Note to Mike Goldstein

Mike

Thanks for directing me to Kelly Flynn’s piece in Ed Week. Have always, well since I was a public school teacher in 1969, felt the same, that the elephant in the room was bad behavior, student apathy, absenteeism and other such, and that we, teachers, (and administrators, parents, everyone) refused to talk about it. And this is still the case, as Kelly says.

But even more important we have never addressed the causes of the apathy, absenteeism etc., What makes the kids behave the way they do, apathetic, truant and all the rest? And endless series of reforms, as Diane Ravitch and many others have shown, have not changed the situation in the public schools.

Just the other day I was visiting a public school here where I’m now living and it could have been 50 years ago in the high school where I was a teacher myself. Apathy and absenteeism were still rife.

Well you know what I think, and I probably need not say it once again, that the cause is socialism, that which was the result of our failure, at the time of Horace Mann’s 19th. century school reforms, to make sure that the principal actors in the drama of schooling, the students and parents, had ownership, that they somehow owned the process. But from that beginning some 160 years ago they didn’t.

If teachers and students/parents were somehow to “own” the process of getting an education it would change things overnight. For those who have ownership, and therefore stand most to benefit, or not, from their actions, do not display apathy or absenteeism. In our public schools, alas, the students and their parents don’t own anything at all, least of all their time for learning.

In fact the students, even those, perhaps the majority of them who in one way or another “game” the situation and stick around and do what is expected of them, understand very quickly that the educational system is not theirs, that it belongs to someone else, that it has little interest in who they are or what they most need.
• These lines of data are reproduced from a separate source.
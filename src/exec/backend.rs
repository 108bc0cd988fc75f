// src/exec/backend.rs

//! Pluggable process backend abstraction.
//!
//! Operations talk to a `ProcessBackend` instead of `tokio::process`
//! directly. This makes it easy to swap in a scripted fake in tests while
//! keeping the production implementation in [`super::supervisor`].
//!
//! - `RealProcessBackend` spawns OS processes via [`ProcessSupervisor`].
//! - Tests provide a backend whose processes replay fixed output.

use std::future::Future;
use std::pin::Pin;
use std::time::Duration;

use crate::errors::Result;
use crate::exec::handle::{OutputLine, ProcessHandle};

use super::supervisor::ProcessSupervisor;

pub type BoxFuture<'a, T> = Pin<Box<dyn Future<Output = T> + Send + 'a>>;

/// One running child process owned by an Operation step.
///
/// Every method returns a cancel-safe future: the operation driver races
/// them against its cancel flag and watchdog.
pub trait SupervisedProcess: Send {
    /// OS process id, if there is a real process behind this handle.
    fn pid(&self) -> Option<u32>;

    /// Next line of output from either stream.
    ///
    /// Returns `None` once both streams reached end-of-input, or once the
    /// process has exited and the output still in flight was collected.
    fn next_line(&mut self) -> BoxFuture<'_, Option<OutputLine>>;

    /// Exit code, if the process is already known to have exited.
    fn exit_status(&self) -> Option<i32> {
        None
    }

    /// Wait for natural exit and return the exit code.
    fn wait(&mut self) -> BoxFuture<'_, Result<i32>>;

    /// Terminate gracefully, escalating to a forced kill after
    /// `escalate_after`. Idempotent. Returns the exit code if the process was
    /// reaped.
    fn stop(&mut self, escalate_after: Duration) -> BoxFuture<'_, Option<i32>>;
}

/// Trait abstracting how process handles are turned into running processes.
pub trait ProcessBackend: Send + Sync {
    /// Start the process. Fails with `WardenError::Spawn` when the executable
    /// or working directory is unusable; never blocks past process creation.
    fn start(&self, handle: &ProcessHandle) -> Result<Box<dyn SupervisedProcess>>;
}

/// Real backend used in production.
#[derive(Debug, Clone, Default)]
pub struct RealProcessBackend;

impl RealProcessBackend {
    pub fn new() -> Self {
        Self
    }
}

impl ProcessBackend for RealProcessBackend {
    fn start(&self, handle: &ProcessHandle) -> Result<Box<dyn SupervisedProcess>> {
        let supervisor = ProcessSupervisor::start(handle)?;
        Ok(Box::new(supervisor))
    }
}
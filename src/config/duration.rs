// src/config/duration.rs

use std::time::Duration;

/// Parse a simple duration string like `"3s"`, `"250ms"`, `"1m"`, `"2h"`.
pub fn parse_duration(s: &str) -> Result<Duration, String> {
    let s = s.trim();
    if s.is_empty() {
        return Err("empty duration string".to_string());
    }

    // Find the boundary between digits and suffix.
    let idx = s
        .chars()
        .position(|c| !c.is_ascii_digit())
        .ok_or_else(|| format!("duration '{s}' is missing a unit suffix"))?;

    let (num_part, unit_part) = s.split_at(idx);
    let value: u64 = num_part
        .parse()
        .map_err(|e| format!("invalid duration number '{}': {}", num_part, e))?;
    let unit = unit_part.trim().to_lowercase();

    match unit.as_str() {
        "ms" => Ok(Duration::from_millis(value)),
        "s" => Ok(Duration::from_secs(value)),
        "m" => Ok(Duration::from_secs(value * 60)),
        "h" => Ok(Duration::from_secs(value * 60 * 60)),
        _ => Err(format!(
            "unsupported duration unit '{}'; expected ms, s, m, or h",
            unit
        )),
    }
}
// src/handlers/disk.rs

//! Disk commands: `verify`, `test` and `mount`.
//!
//! All three run elevated and occupy the interactive slot.

use std::path::Path;

use crate::errors::Result;
use crate::exec::ProcessHandle;
use crate::handlers::device::{device_name, resolve_device};
use crate::operation::{Operation, OperationSpec};
use crate::router::{Command, HandlerContext};
use crate::types::INTERACTIVE_SLOT;

pub const MOUNT_ROOT: &str = "/mnt";

/// Read-only `badblocks` scan. Bad block numbers are printed on stdout and
/// stream straight into the transcript.
pub fn verify(ctx: &mut HandlerContext<'_>, cmd: &Command) -> Result<()> {
    if !ctx.ensure_slot_free(INTERACTIVE_SLOT) {
        return Ok(());
    }
    let device = resolve_device(ctx.exec.fs.as_ref(), cmd.arg(0).unwrap_or_default())?;

    let handle = ProcessHandle::new(&ctx.config.tools.badblocks)
        .args(["-v", "-s", "-e", "1"])
        .arg(device.display().to_string())
        .elevated();

    ctx.say(format!(
        "Starting read-only verification of {} (use 'stop' to cancel)",
        device.display()
    ));
    ctx.start_operation(
        INTERACTIVE_SLOT,
        Operation::new(OperationSpec::single("Verification", handle)),
    );
    Ok(())
}

/// SMART overall-health self-assessment.
pub fn health_test(ctx: &mut HandlerContext<'_>, cmd: &Command) -> Result<()> {
    if !ctx.ensure_slot_free(INTERACTIVE_SLOT) {
        return Ok(());
    }
    let device = resolve_device(ctx.exec.fs.as_ref(), cmd.arg(0).unwrap_or_default())?;

    let handle = ProcessHandle::new(&ctx.config.tools.smartctl)
        .arg("-H")
        .arg(device.display().to_string())
        .elevated();

    ctx.say(format!("Running health test on {}", device.display()));
    ctx.start_operation(
        INTERACTIVE_SLOT,
        Operation::new(OperationSpec::single("Health test", handle)),
    );
    Ok(())
}

/// Two elevated steps under one grant: create the mount point, then mount.
/// Extra arguments are passed to `mount` before the device.
pub fn mount(ctx: &mut HandlerContext<'_>, cmd: &Command) -> Result<()> {
    if !ctx.ensure_slot_free(INTERACTIVE_SLOT) {
        return Ok(());
    }
    let device = resolve_device(ctx.exec.fs.as_ref(), cmd.arg(0).unwrap_or_default())?;
    let target = Path::new(MOUNT_ROOT).join(device_name(&device));

    let spec = OperationSpec::new("Mount")
        .step(
            ProcessHandle::new(&ctx.config.tools.mkdir)
                .arg("-p")
                .arg(target.display().to_string())
                .elevated(),
        )
        .step(
            ProcessHandle::new(&ctx.config.tools.mount)
                .args(cmd.args.iter().skip(1).cloned())
                .arg(device.display().to_string())
                .arg(target.display().to_string())
                .elevated(),
        );

    ctx.say(format!("Mounting {} at {}", device.display(), target.display()));
    ctx.start_operation(INTERACTIVE_SLOT, Operation::new(spec));
    Ok(())
}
Only a form of ownership, paying for something with money one has somehow if not earned at least controls, will get the buyer, in this case the student, interested in the quality of the product, in this case his or her education.

The $5 fee you speak of, as charged at Noble Charter School Network in Chicago, is a step in the right direction.

 

One thought on “Note to Mike Goldstein”

  1. Philip, I totally agree with your view that apathy is the enemy. I mostly agree that parent/student choice is related to that apathy, but it’s not the whole story….

    I do kick around an idea. Student-Controls-The-Dollars Charter School. Take the $13,000 or so we get per student, spend the minimum ($8,000 per kid?) to deliver a product the state will sanction, and free up $5,000 per student to control.

    Electives, educational travel, online courses, clubs and sports, tutoring, counseling, etc. Perhaps even college savings accounts.

    In addition, if a student struggled in the “core” (ie, reading, math, which state requires or they’ll shut us down), the cost of tutoring is deducted from the $5,000….(no choice on this).